**The task:** Return each line of the records below that contains the word "LoadingState".

[Records from a collection]
☆ ☆ ☆ ☆

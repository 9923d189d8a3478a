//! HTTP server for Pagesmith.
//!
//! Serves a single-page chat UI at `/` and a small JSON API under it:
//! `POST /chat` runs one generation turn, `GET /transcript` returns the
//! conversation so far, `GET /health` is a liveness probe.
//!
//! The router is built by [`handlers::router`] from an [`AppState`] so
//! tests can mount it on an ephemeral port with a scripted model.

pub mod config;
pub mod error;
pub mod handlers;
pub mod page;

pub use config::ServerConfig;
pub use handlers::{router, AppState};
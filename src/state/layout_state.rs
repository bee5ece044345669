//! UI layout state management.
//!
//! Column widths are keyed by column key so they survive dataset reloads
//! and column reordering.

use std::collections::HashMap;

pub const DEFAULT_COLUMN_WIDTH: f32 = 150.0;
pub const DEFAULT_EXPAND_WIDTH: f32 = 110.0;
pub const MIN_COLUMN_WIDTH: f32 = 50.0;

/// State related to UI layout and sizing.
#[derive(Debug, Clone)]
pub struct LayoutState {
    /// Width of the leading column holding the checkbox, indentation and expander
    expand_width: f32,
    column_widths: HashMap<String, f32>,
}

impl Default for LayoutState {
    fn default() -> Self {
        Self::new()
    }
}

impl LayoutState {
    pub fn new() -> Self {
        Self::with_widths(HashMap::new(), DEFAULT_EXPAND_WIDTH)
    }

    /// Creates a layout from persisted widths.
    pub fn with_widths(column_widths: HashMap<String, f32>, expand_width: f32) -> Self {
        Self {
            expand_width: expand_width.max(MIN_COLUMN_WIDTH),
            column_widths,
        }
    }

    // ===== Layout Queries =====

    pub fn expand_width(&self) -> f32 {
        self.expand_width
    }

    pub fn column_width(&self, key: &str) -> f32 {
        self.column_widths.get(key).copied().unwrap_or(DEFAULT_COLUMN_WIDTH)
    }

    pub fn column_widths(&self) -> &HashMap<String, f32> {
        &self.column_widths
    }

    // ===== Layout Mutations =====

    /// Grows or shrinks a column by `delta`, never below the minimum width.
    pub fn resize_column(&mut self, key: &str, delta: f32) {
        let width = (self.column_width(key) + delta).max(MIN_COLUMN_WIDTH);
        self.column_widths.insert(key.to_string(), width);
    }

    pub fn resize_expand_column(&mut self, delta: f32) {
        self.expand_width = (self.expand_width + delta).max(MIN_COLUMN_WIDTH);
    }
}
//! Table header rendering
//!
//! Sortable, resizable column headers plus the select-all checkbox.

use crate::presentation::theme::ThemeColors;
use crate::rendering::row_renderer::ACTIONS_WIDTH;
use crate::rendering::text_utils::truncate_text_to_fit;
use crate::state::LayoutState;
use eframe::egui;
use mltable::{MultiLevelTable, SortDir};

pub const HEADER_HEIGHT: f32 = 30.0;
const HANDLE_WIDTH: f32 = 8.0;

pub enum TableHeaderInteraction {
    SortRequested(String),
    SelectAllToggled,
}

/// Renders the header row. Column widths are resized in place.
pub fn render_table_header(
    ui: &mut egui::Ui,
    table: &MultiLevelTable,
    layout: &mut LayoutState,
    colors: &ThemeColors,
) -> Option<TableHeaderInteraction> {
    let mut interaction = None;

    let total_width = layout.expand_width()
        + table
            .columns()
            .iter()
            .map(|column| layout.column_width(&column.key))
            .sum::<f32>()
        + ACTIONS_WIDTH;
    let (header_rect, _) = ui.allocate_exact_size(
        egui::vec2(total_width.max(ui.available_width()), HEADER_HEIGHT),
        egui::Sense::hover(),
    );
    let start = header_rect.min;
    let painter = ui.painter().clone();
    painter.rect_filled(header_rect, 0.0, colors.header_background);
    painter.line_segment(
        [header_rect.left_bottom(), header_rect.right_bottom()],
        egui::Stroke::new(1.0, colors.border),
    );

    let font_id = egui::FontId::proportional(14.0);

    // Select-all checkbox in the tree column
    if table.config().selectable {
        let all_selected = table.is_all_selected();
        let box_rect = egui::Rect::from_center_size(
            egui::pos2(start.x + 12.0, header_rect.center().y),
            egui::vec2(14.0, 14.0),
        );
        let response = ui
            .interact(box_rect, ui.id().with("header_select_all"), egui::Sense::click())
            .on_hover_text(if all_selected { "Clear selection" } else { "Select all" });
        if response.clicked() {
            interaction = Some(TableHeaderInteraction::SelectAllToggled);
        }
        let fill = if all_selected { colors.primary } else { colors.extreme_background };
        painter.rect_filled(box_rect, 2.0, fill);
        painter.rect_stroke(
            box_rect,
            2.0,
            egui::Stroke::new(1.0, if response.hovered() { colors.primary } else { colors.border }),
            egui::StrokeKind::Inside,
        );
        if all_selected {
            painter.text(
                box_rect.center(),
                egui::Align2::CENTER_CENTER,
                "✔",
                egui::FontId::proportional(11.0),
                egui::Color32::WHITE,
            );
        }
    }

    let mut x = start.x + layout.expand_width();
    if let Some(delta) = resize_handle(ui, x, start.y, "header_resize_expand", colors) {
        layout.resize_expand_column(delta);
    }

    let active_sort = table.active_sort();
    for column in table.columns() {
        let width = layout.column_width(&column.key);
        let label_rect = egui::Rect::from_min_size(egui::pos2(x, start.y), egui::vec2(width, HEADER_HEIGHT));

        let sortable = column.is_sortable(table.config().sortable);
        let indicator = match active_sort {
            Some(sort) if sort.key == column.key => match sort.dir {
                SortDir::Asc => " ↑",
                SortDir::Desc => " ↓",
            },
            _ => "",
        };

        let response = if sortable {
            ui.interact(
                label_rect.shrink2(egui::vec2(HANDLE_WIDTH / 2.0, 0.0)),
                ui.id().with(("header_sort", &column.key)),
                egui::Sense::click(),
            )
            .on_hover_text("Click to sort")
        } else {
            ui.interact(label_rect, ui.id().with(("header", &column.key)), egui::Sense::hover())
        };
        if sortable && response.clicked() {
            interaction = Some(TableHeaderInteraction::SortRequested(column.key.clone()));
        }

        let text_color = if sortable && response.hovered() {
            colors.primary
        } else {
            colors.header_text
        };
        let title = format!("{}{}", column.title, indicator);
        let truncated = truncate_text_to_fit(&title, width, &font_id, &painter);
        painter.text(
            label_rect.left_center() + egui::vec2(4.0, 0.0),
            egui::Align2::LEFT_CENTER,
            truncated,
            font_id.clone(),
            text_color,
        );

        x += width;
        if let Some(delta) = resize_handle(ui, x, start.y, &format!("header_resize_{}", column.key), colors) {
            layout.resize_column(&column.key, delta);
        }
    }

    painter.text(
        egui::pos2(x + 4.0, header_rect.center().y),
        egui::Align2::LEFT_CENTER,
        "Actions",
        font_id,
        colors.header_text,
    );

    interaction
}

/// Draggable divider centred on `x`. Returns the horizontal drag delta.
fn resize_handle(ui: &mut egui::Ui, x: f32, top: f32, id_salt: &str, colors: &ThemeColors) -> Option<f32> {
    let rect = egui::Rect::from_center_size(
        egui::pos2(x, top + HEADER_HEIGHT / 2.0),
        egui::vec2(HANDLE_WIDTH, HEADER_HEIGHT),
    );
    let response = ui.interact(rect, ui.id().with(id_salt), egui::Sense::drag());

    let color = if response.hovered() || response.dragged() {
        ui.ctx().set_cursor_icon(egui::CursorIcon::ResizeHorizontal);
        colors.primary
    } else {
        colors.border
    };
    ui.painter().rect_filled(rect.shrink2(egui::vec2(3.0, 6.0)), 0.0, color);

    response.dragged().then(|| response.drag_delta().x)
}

☆ ☆ ☆ ☆

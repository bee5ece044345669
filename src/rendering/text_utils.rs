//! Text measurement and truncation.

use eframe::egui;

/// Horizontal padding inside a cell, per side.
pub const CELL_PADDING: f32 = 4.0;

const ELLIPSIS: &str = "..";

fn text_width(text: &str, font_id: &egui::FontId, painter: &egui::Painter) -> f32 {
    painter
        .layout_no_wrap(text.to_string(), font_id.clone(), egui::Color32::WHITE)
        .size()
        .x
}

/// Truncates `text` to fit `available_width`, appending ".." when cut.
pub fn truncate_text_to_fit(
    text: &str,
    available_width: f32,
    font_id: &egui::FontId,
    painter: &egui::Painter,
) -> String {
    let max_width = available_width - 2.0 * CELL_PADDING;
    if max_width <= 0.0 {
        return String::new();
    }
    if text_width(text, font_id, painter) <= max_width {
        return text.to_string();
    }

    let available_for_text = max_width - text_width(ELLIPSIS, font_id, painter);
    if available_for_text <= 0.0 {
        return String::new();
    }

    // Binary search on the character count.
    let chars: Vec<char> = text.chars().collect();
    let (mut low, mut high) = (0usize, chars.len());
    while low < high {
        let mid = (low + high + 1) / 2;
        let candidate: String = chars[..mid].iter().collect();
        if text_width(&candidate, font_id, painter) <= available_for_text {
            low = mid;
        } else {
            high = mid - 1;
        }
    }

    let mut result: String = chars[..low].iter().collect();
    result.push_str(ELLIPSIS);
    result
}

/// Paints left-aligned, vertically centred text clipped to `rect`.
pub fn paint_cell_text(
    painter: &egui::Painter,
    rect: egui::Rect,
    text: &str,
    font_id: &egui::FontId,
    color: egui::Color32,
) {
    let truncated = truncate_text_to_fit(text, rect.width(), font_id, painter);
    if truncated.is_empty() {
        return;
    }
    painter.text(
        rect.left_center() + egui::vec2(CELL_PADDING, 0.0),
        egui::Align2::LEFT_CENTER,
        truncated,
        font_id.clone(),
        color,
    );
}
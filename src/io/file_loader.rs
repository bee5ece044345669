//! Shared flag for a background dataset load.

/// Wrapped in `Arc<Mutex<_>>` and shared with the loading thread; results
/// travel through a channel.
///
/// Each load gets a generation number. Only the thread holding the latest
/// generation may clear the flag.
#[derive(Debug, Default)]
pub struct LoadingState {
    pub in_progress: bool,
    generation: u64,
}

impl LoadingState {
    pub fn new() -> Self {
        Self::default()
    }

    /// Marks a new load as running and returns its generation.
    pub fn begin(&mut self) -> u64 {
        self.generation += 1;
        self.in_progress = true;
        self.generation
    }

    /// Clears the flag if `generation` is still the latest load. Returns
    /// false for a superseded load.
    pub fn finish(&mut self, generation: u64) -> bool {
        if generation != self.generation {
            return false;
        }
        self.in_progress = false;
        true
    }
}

☆ ☆ ☆ ☆

**Answer area:**
pub struct LoadingState {
impl LoadingState {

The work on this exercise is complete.